**Work to complete:** Would you return, word for word, the lines of the data below from the line with "filename crates/kimberlite-rebalance/src/duplicate.rs" through the line with "use crate::context::CancelToken;", and no others?
(Material for the task)
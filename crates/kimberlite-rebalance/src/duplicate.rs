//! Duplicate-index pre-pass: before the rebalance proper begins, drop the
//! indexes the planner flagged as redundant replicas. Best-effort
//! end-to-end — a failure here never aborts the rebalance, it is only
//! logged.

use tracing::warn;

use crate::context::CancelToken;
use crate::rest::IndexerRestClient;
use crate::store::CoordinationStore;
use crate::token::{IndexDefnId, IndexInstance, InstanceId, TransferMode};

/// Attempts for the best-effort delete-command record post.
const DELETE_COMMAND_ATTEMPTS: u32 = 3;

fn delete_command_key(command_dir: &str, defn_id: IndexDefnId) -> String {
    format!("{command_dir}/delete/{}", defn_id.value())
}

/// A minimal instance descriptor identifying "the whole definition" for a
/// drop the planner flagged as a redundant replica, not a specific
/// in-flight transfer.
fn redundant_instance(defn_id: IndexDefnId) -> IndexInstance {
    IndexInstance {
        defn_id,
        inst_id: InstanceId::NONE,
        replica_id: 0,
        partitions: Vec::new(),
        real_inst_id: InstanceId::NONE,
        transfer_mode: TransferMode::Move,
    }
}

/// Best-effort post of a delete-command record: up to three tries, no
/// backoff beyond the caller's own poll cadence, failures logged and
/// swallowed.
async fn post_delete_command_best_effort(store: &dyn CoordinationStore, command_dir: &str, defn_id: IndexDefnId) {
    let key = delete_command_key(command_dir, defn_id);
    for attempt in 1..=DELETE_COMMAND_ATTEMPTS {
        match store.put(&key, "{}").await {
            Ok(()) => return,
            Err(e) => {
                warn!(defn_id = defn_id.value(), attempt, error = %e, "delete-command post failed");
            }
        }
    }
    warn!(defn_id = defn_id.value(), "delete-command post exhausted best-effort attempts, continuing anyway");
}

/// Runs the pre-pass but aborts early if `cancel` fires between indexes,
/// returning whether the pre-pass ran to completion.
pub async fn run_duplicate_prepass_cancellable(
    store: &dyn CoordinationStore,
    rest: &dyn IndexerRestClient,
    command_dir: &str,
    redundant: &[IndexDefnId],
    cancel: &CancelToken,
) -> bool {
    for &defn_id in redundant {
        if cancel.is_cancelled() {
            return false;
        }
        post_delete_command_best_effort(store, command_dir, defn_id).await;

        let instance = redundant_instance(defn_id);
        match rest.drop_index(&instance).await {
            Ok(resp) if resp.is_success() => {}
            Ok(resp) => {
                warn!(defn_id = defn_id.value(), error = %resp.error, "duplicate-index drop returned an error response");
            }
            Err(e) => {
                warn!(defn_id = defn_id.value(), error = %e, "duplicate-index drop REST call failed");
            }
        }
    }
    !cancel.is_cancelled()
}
(End Material for the task)
(Material for the task)
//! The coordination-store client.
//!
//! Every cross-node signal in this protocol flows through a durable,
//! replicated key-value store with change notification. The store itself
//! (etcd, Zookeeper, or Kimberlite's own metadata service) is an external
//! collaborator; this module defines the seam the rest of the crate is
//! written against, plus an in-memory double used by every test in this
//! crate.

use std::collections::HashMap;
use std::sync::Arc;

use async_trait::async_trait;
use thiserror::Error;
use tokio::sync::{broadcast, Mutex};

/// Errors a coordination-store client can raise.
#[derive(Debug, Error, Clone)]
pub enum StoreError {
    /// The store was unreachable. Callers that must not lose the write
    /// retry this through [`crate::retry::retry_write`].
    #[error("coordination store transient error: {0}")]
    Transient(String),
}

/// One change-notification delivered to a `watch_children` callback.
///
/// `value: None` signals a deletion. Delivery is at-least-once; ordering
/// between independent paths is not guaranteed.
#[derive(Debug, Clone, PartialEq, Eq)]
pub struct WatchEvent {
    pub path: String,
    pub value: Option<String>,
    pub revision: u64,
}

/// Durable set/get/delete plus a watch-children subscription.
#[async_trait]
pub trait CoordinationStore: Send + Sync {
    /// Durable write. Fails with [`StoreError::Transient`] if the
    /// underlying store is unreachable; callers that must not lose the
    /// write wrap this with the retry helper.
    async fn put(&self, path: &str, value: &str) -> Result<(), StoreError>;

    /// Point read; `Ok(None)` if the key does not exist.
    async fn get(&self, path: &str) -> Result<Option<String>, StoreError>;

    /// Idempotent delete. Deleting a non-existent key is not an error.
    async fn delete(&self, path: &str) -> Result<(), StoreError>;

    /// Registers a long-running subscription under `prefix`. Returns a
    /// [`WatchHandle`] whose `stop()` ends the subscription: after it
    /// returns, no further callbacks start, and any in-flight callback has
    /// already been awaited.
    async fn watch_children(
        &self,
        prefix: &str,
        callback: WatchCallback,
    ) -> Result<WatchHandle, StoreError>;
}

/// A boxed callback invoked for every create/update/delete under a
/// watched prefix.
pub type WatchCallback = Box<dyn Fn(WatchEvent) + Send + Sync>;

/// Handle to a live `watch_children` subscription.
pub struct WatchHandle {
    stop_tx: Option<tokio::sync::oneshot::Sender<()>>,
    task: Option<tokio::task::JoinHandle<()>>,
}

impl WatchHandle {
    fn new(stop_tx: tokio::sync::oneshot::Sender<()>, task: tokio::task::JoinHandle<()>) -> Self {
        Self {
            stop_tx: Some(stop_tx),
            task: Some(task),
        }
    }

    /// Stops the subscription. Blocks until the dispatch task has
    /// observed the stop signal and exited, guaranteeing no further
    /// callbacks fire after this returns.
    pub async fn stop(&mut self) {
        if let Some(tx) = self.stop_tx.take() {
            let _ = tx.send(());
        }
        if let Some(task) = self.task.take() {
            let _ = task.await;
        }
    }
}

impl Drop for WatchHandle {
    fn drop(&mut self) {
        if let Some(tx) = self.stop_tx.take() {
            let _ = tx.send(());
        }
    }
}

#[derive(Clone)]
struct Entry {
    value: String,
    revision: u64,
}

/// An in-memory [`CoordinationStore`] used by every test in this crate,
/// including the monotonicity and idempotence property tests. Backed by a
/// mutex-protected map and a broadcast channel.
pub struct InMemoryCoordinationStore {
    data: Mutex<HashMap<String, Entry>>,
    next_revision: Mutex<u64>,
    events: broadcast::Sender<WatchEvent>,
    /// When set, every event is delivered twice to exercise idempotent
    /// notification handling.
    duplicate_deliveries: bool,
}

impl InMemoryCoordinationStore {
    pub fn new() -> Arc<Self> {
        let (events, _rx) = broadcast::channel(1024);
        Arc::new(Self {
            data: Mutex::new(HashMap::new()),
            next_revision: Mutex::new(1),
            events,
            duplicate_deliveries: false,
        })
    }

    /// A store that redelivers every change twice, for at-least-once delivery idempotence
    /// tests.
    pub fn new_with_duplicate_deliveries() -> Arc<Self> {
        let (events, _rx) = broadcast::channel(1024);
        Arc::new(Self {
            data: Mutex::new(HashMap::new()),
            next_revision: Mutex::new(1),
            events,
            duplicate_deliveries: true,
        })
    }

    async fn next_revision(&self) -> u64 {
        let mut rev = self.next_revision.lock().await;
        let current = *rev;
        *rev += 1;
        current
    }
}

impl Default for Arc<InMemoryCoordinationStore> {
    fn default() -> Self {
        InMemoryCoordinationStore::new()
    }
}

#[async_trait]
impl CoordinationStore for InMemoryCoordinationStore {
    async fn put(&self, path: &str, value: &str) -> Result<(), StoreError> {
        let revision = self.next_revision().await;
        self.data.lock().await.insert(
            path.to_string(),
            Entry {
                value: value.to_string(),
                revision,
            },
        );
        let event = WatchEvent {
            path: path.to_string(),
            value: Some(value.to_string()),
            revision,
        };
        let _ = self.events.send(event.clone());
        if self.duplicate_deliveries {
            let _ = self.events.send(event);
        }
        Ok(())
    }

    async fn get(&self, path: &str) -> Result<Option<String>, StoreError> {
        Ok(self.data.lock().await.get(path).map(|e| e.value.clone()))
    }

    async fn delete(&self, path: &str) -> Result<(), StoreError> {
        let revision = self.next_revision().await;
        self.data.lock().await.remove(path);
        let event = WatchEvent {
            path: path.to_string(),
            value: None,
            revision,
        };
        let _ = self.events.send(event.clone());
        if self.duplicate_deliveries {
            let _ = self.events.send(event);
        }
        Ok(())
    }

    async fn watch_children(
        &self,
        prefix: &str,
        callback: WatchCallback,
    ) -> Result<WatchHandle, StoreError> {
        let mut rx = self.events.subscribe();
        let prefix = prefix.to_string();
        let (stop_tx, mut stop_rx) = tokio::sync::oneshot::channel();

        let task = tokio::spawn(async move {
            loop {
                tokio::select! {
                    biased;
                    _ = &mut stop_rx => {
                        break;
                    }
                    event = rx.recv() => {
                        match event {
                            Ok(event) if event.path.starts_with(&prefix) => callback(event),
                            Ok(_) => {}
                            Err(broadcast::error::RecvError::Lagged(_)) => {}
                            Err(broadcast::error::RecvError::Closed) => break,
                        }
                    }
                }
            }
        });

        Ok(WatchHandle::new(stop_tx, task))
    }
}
(End Material for the task)
(Material for the task)
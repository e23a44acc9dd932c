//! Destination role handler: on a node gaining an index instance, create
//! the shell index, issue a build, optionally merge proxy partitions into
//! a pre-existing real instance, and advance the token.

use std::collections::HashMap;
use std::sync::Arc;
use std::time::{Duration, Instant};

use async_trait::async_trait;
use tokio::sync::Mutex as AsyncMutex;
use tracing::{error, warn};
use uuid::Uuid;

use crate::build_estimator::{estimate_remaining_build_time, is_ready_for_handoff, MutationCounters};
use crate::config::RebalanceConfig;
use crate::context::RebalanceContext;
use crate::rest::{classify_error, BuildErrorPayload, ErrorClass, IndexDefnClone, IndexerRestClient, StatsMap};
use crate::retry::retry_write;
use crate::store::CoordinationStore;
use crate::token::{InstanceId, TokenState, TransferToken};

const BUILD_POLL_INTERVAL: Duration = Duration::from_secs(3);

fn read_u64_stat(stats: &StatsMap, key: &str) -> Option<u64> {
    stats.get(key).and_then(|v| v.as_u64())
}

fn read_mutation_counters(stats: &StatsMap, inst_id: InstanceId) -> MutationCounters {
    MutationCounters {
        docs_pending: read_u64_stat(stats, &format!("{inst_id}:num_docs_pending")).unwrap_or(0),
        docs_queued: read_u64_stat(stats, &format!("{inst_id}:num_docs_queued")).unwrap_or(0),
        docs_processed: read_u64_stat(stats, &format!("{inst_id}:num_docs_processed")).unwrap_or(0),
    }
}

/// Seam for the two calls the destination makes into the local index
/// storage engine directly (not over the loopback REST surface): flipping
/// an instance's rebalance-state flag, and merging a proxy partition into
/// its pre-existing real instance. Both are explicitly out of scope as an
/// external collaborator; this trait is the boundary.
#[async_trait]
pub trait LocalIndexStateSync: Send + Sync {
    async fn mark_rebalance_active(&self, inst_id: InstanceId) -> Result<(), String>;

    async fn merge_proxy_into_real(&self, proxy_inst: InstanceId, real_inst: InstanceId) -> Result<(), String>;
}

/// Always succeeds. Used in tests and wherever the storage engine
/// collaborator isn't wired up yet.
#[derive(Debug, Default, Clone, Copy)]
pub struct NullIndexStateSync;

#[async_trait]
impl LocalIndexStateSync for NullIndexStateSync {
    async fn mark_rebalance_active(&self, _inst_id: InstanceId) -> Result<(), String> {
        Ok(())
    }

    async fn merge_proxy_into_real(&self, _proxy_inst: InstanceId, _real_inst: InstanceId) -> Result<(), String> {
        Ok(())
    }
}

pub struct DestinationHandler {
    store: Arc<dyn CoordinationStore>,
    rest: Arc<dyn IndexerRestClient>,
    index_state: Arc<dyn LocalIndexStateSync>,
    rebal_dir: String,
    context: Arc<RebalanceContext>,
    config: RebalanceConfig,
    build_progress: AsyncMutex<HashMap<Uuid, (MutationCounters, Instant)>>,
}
(End Material for the task)
**Result of this task:**
filename crates/kimberlite-rebalance/src/duplicate.rs
//! Duplicate-index pre-pass: before the rebalance proper begins, drop the
//! indexes the planner flagged as redundant replicas. Best-effort
//! end-to-end — a failure here never aborts the rebalance, it is only
//! logged.

use tracing::warn;

use crate::context::CancelToken;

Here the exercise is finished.